Occasionally there are mass eruptions of snowy owls down into Europe, Asia, or the United States. These typically occur because of a lack of food in their tundra territories. this lack of food can be caused by a bad year for the prey species, such as a decline in the lemming population due to disease, or it can be caused by a particularly good breeding season. as a ground nesting bird snowy owls can lay up to 11 eggs in a clutch. most years a snowy pair can not support that many chicks and some do not make it. On a good year where there is plenty of prey during the breeding season more chicks survive and when it comes time for them to go out on their own in the winter many head south to find food. This past winter was a huge snowy eruption in the US. Snowies were seen all the way down in Florida. Most of the snowies that I spotted were immature birds which suggests that it was a good breeding year for snowies. Unfortunately many of the snowies that came south will never make it back.
Wednesday, May 14, 2014
At the beginning of April I decided to take a short trip down to Nebraska to see the sandhill cranes. I had already been offered a job but since it took a while for the background check, drug test and all of the paper work to go through I decided it was the perfect time to head down to the Rowe Sanctuary. It had been many years since I last visited the sanctuary, I was still shooting film at the time, and typically the timing never seemed to work out. Either we were vacationing down south in late winter or we were heading to Yellowstone in May, either way it would be difficult to get away so close to another vacation. Since I was not starting work for another week I decided it would be a perfect time to go.

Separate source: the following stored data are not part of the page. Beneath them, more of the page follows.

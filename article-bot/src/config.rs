use std::sync::Arc;
use std::time::Duration;

use article::{ArticleService, GeminiClient, DEFAULT_MODEL, GEMINI_API_URL};
use clap::Args;

/// Settings for the generative model, shared by every channel.
#[derive(Debug, Clone, Args)]
pub struct ModelConfig {
    /// Gemini API key.
    #[arg(long, env = "GEMINI_API_KEY", hide_env_values = true)]
    pub api_key: String,

    #[arg(long, env = "GEMINI_MODEL", default_value = DEFAULT_MODEL)]
    pub model: String,

    #[arg(long, env = "GEMINI_API_BASE", default_value = GEMINI_API_URL)]
    pub api_base: String,

    /// Deadline for one model call, in seconds.
    #[arg(long, env = "MODEL_TIMEOUT_SECS", default_value_t = 30)]
    pub timeout_secs: u64,
}

impl ModelConfig {
    pub fn service(&self) -> ArticleService {
        let client = GeminiClient::new(self.api_key.clone())
            .with_model(self.model.clone())
            .with_api_base(self.api_base.clone());
        tracing::debug!(model = client.model(), "configured Gemini client");
        ArticleService::new(Arc::new(client)).with_timeout(Duration::from_secs(self.timeout_secs))
    }
}
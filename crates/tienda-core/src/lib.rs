//! Core types for the tienda product catalog and cart service.
//!
//! This crate provides the foundational types used throughout tienda:
//!
//! - **Identifiers**: `UserId`, `ProductId`, `CartId`, `CartItemId`
//! - **Catalog**: `Product`, `NewProduct`, `ProductPatch`
//! - **Carts**: `Cart`, `CartStatus`, `CartItem`, `CartView`
//! - **Checkout**: `CheckoutSummary`, `ChargedItem`
//!
//! # Money and stock
//!
//! Prices are `rust_decimal::Decimal` (two fractional digits by
//! convention, matching the `numeric(10, 2)` column they persist to).
//! Stock and quantities are `i32`; the store layer enforces `stock >= 0`
//! and `quantity >= 1`.

#![forbid(unsafe_code)]
#![warn(missing_docs)]
#![warn(clippy::all)]
#![warn(clippy::pedantic)]

pub mod cart;
pub mod checkout;
pub mod ids;
pub mod product;

pub use cart::{Cart, CartItem, CartLine, CartStatus, CartView, UnknownCartStatus};
pub use checkout::{ChargedItem, CheckoutSummary};
pub use ids::{CartId, CartItemId, IdError, ProductId, UserId};
pub use product::{NewProduct, Product, ProductPatch};
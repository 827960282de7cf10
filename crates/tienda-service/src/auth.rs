//! Authentication extractors.
//!
//! This module provides extractors for the two caller kinds the auth
//! service mints tokens for:
//!
//! - `Customer` - cart and checkout endpoints (`role = "user"`)
//! - `Admin` - product management endpoints (`role = "admin"`)
//!
//! Token issuance belongs to the external auth service; this service only
//! verifies the HS256 signature with the shared secret and lifts the
//! claims into a typed identity. A missing or unverifiable token is 401;
//! a verified token with the wrong role is 403.

use std::sync::Arc;

use axum::extract::FromRequestParts;
use axum::http::request::Parts;
use jsonwebtoken::{Algorithm, DecodingKey, Validation};
use serde::{Deserialize, Serialize};

use tienda_core::UserId;

use crate::error::ApiError;
use crate::state::AppState;

/// JWT claims as issued by the auth service.
#[derive(Debug, Clone, Serialize, Deserialize)]
pub struct Claims {
    /// Subject (the auth service puts the login email here).
    pub sub: String,
    /// The user's ID.
    pub user_id: String,
    /// Caller role.
    pub role: Role,
    /// Expiration time (unix seconds).
    pub exp: i64,
}

/// Caller role carried in the token.
#[derive(Debug, Clone, Copy, PartialEq, Eq, Serialize, Deserialize)]
#[serde(rename_all = "snake_case")]
pub enum Role {
    /// A shopper; may use the cart endpoints.
    User,
    /// A catalog administrator; may manage products.
    Admin,
}

/// Verify the bearer token on a request and return its claims.
fn verify_token(parts: &Parts, state: &AppState) -> Result<Claims, ApiError> {
    let auth_header = parts
        .headers
        .get("authorization")
        .and_then(|v| v.to_str().ok())
        .ok_or(ApiError::Unauthorized)?;

    let token = auth_header
        .strip_prefix("Bearer ")
        .ok_or(ApiError::Unauthorized)?;

    let key = DecodingKey::from_secret(state.config.jwt_secret.as_bytes());
    let validation = Validation::new(Algorithm::HS256);

    let data = jsonwebtoken::decode::<Claims>(token, &key, &validation)
        .map_err(|_| ApiError::Unauthorized)?;

    Ok(data.claims)
}

/// Resolve claims into a typed user ID, requiring an exact role.
fn require_role(claims: &Claims, role: Role) -> Result<UserId, ApiError> {
    if claims.role != role {
        return Err(ApiError::Forbidden);
    }

    claims
        .user_id
        .parse::<UserId>()
        .map_err(|_| ApiError::Unauthorized)
}

/// An authenticated shopper extracted from a verified bearer token.
#[derive(Debug, Clone)]
pub struct Customer {
    /// The user ID.
    pub user_id: UserId,
    /// The raw subject claim from the JWT.
    pub subject: String,
}

impl FromRequestParts<Arc<AppState>> for Customer {
    type Rejection = ApiError;

    fn from_request_parts<'life0, 'life1, 'async_trait>(
        parts: &'life0 mut Parts,
        state: &'life1 Arc<AppState>,
    ) -> ::core::pin::Pin<
        Box<
            dyn ::core::future::Future<Output = Result<Self, Self::Rejection>>
                + ::core::marker::Send
                + 'async_trait,
        >,
    >
    where
        'life0: 'async_trait,
        'life1: 'async_trait,
        Self: 'async_trait,
    {
        Box::pin(async move {
            let claims = verify_token(parts, state)?;
            let user_id = require_role(&claims, Role::User)?;

            Ok(Customer {
                user_id,
                subject: claims.sub,
            })
        })
    }
}

/// An authenticated catalog administrator.
#[derive(Debug, Clone)]
pub struct Admin {
    /// The admin's user ID.
    pub user_id: UserId,
    /// The raw subject claim from the JWT.
    pub subject: String,
}

impl FromRequestParts<Arc<AppState>> for Admin {
    type Rejection = ApiError;

    fn from_request_parts<'life0, 'life1, 'async_trait>(
        parts: &'life0 mut Parts,
        state: &'life1 Arc<AppState>,
    ) -> ::core::pin::Pin<
        Box<
            dyn ::core::future::Future<Output = Result<Self, Self::Rejection>>
                + ::core::marker::Send
                + 'async_trait,
        >,
    >
    where
        'life0: 'async_trait,
        'life1: 'async_trait,
        Self: 'async_trait,
    {
        Box::pin(async move {
            let claims = verify_token(parts, state)?;
            let user_id = require_role(&claims, Role::Admin)?;

            Ok(Admin {
                user_id,
                subject: claims.sub,
            })
        })
    }
}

The Rowe Sanctuary is an Audubon sanctuary located in central Nebraska. It consists of 1900 acres of river channel, wet meadows and agricultural land along the Platte River. It is named for Lillian Annette Rowe who financed teh initial purchase of 782 acres back in 1974 to help protect the habitat for migrating cranes.
Wednesday, May 7, 2014
The peregrine falcon is the quickest animal in the world. Although they typically fly at speeds around around 40 - 55 MPH, which is slower then many birds and several mammals, they can hit speeds in excess of 200 MPH when hunting. Peregrines are bird eaters that frequently hunt by flying higher then other birds, over .6 miles and then dropping down on their prey in a dive called a stoop. In their stoop they can hit speed over 200 MPH with the fastest speed ever measured hitting 242 MPH. The peregrine has special adaptations that help it to fly at high speeds. The pointed shape of their wings makes them very aerodynamic. The also have posts in their nostrils, called nare baffles, that help to equalize the extreme air pressure associated with diving at these high speeds.
Tuesday, April 29, 2014
One of the earlier species to come back through are the palm warblers. The reason that they are one of the first back is because they do not winter as far south as most warblers. They typically winter in the southern U.S and Caribbean, while most species of warblers head down to Central and South America for the winter. Palms breed in northern Canada. They are found mostly in the eastern half of North America. I often hear palm warblers before I see them. Instead of flitting around in the trees like most warblers they are usually foraging through the leaf litter, like a fox sparrow, looking for insects and seeds.